WHAT IS NEEDED: Give back exactly the lines of the entries below from the line with "use std::collections::HashMap;" to the line with "pub enum RunParams", inclusive, and only those.

Extracted records:
....
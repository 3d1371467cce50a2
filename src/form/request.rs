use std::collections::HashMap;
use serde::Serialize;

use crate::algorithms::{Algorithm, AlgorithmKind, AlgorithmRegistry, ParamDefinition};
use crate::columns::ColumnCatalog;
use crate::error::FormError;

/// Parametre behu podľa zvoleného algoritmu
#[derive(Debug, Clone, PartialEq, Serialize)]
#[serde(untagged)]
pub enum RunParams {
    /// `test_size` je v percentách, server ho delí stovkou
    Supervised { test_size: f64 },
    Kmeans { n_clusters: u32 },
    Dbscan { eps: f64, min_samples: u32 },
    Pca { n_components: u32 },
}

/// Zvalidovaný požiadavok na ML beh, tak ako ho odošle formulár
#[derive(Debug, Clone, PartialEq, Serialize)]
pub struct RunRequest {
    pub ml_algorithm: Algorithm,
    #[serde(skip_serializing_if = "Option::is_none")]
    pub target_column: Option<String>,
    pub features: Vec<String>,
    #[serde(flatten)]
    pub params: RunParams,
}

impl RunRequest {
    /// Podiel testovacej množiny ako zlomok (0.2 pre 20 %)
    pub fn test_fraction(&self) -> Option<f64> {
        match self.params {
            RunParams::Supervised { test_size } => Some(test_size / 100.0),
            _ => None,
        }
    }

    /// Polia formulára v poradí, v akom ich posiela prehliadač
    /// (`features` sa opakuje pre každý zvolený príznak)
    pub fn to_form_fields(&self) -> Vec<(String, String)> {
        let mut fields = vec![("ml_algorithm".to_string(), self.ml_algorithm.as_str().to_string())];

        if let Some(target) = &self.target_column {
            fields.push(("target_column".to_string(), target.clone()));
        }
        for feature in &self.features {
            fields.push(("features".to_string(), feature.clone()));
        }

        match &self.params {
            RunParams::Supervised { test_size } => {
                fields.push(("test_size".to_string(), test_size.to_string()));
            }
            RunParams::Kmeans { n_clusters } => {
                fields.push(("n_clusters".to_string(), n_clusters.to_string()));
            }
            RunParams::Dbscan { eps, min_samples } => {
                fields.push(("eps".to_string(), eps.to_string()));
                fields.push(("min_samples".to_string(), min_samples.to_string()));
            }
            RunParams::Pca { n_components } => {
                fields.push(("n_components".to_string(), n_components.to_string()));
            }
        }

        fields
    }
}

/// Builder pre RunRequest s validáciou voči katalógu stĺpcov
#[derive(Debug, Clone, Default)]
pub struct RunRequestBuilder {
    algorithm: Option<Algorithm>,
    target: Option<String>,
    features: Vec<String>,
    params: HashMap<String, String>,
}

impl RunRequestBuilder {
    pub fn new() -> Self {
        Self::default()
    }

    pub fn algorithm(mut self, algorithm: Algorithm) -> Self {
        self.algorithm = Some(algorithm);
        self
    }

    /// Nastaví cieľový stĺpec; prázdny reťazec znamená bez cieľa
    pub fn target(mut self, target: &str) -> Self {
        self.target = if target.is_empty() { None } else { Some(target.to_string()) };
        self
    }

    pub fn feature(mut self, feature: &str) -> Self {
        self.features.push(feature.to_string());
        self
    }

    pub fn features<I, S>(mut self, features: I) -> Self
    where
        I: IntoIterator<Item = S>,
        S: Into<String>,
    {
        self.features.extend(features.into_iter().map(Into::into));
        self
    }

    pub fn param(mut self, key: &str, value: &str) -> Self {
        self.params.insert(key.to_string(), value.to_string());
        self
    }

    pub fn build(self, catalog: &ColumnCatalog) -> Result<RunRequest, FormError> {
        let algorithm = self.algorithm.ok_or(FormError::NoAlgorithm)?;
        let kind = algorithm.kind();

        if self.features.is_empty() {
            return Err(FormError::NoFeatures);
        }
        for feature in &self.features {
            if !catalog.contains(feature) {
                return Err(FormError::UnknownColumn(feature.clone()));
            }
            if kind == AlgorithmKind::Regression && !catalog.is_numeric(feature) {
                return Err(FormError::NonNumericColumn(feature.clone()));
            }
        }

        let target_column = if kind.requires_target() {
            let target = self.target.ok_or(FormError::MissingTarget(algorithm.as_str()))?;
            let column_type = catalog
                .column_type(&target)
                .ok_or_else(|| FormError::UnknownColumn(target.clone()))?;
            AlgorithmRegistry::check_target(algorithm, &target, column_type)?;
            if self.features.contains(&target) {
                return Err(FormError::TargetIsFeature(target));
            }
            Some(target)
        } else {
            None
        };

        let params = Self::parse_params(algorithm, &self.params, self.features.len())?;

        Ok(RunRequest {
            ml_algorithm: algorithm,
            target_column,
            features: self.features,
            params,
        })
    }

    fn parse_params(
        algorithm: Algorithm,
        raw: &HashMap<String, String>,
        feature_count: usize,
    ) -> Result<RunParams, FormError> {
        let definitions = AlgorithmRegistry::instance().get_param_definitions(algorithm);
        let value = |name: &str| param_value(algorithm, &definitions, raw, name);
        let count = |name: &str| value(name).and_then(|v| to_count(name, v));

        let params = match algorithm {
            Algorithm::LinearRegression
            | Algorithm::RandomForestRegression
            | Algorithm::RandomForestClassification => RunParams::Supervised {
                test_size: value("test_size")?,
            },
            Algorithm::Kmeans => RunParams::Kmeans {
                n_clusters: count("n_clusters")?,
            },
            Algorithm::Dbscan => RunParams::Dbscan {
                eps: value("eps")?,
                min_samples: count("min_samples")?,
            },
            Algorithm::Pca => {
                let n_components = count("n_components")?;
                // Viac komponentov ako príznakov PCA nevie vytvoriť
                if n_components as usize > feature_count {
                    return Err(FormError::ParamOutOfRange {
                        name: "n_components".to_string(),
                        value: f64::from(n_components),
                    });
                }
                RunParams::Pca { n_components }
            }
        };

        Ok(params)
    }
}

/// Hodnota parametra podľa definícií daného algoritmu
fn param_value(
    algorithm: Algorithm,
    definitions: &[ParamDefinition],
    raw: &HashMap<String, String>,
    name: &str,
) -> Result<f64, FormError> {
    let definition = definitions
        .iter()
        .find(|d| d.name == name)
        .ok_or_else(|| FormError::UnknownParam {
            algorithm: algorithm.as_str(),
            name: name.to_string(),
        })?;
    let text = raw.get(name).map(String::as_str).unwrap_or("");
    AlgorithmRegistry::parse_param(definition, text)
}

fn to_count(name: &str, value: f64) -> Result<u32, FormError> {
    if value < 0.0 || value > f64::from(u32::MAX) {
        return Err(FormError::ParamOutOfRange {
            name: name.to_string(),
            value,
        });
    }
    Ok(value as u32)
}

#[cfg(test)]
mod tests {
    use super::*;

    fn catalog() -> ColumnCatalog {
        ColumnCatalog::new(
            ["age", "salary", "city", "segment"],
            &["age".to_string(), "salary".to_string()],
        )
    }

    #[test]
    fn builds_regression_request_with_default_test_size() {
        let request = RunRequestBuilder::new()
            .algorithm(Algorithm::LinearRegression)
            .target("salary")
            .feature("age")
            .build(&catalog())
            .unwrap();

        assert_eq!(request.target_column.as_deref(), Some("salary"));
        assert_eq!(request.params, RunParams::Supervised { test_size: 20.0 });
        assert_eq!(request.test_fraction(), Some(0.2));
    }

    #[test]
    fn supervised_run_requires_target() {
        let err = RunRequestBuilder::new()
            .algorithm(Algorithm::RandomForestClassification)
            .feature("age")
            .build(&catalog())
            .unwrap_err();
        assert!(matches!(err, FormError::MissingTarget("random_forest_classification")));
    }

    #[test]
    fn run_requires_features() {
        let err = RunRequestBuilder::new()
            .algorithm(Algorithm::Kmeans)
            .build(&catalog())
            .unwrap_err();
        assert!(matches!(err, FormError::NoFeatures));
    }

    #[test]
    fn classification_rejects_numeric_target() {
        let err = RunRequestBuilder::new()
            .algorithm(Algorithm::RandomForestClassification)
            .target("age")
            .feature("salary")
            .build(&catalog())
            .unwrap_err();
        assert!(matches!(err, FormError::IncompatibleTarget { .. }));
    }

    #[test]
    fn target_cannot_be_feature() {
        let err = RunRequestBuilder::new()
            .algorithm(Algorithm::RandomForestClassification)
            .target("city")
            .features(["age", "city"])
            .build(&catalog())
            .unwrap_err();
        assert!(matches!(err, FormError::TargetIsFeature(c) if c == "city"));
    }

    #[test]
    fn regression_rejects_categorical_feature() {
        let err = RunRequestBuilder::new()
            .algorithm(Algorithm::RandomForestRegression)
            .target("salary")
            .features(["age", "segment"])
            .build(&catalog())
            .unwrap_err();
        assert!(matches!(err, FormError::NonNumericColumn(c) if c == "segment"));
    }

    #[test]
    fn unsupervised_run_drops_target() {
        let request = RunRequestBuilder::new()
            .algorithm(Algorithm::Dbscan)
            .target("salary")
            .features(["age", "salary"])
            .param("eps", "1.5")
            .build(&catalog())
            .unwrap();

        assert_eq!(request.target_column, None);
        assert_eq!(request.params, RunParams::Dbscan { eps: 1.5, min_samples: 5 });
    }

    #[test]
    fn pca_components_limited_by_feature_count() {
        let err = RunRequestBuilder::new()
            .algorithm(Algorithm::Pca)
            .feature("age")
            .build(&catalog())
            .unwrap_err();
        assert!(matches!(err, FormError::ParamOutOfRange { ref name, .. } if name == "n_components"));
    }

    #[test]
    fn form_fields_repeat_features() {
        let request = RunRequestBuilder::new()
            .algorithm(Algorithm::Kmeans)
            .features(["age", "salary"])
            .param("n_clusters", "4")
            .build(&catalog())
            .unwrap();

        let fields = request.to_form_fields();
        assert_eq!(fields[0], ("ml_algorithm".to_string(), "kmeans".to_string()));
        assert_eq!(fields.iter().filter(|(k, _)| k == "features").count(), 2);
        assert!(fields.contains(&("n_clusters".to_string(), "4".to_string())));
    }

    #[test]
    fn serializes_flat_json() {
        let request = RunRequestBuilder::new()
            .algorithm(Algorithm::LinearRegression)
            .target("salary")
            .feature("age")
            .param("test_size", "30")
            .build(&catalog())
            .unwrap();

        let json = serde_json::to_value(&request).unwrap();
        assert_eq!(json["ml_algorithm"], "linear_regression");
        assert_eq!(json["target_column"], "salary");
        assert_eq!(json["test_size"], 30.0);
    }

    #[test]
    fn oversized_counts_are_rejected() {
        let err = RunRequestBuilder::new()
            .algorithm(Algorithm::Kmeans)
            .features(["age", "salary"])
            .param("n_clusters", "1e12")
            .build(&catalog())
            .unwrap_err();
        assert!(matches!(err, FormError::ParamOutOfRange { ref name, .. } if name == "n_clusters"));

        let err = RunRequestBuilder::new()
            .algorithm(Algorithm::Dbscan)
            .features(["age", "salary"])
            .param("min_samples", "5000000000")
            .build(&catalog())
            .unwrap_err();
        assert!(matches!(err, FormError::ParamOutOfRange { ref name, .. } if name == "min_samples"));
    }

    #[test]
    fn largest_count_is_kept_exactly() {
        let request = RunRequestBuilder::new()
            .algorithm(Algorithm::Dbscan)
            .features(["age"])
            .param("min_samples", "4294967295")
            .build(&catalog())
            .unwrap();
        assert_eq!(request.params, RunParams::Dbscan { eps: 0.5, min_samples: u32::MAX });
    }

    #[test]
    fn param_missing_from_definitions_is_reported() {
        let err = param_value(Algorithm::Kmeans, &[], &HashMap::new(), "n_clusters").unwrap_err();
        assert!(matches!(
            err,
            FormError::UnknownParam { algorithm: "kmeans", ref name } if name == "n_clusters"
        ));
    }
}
....
TASK ANSWER:
use std::collections::HashMap;
use serde::Serialize;

use crate::algorithms::{Algorithm, AlgorithmKind, AlgorithmRegistry, ParamDefinition};
use crate::columns::ColumnCatalog;
use crate::error::FormError;

/// Parametre behu podľa zvoleného algoritmu
#[derive(Debug, Clone, PartialEq, Serialize)]
#[serde(untagged)]
pub enum RunParams {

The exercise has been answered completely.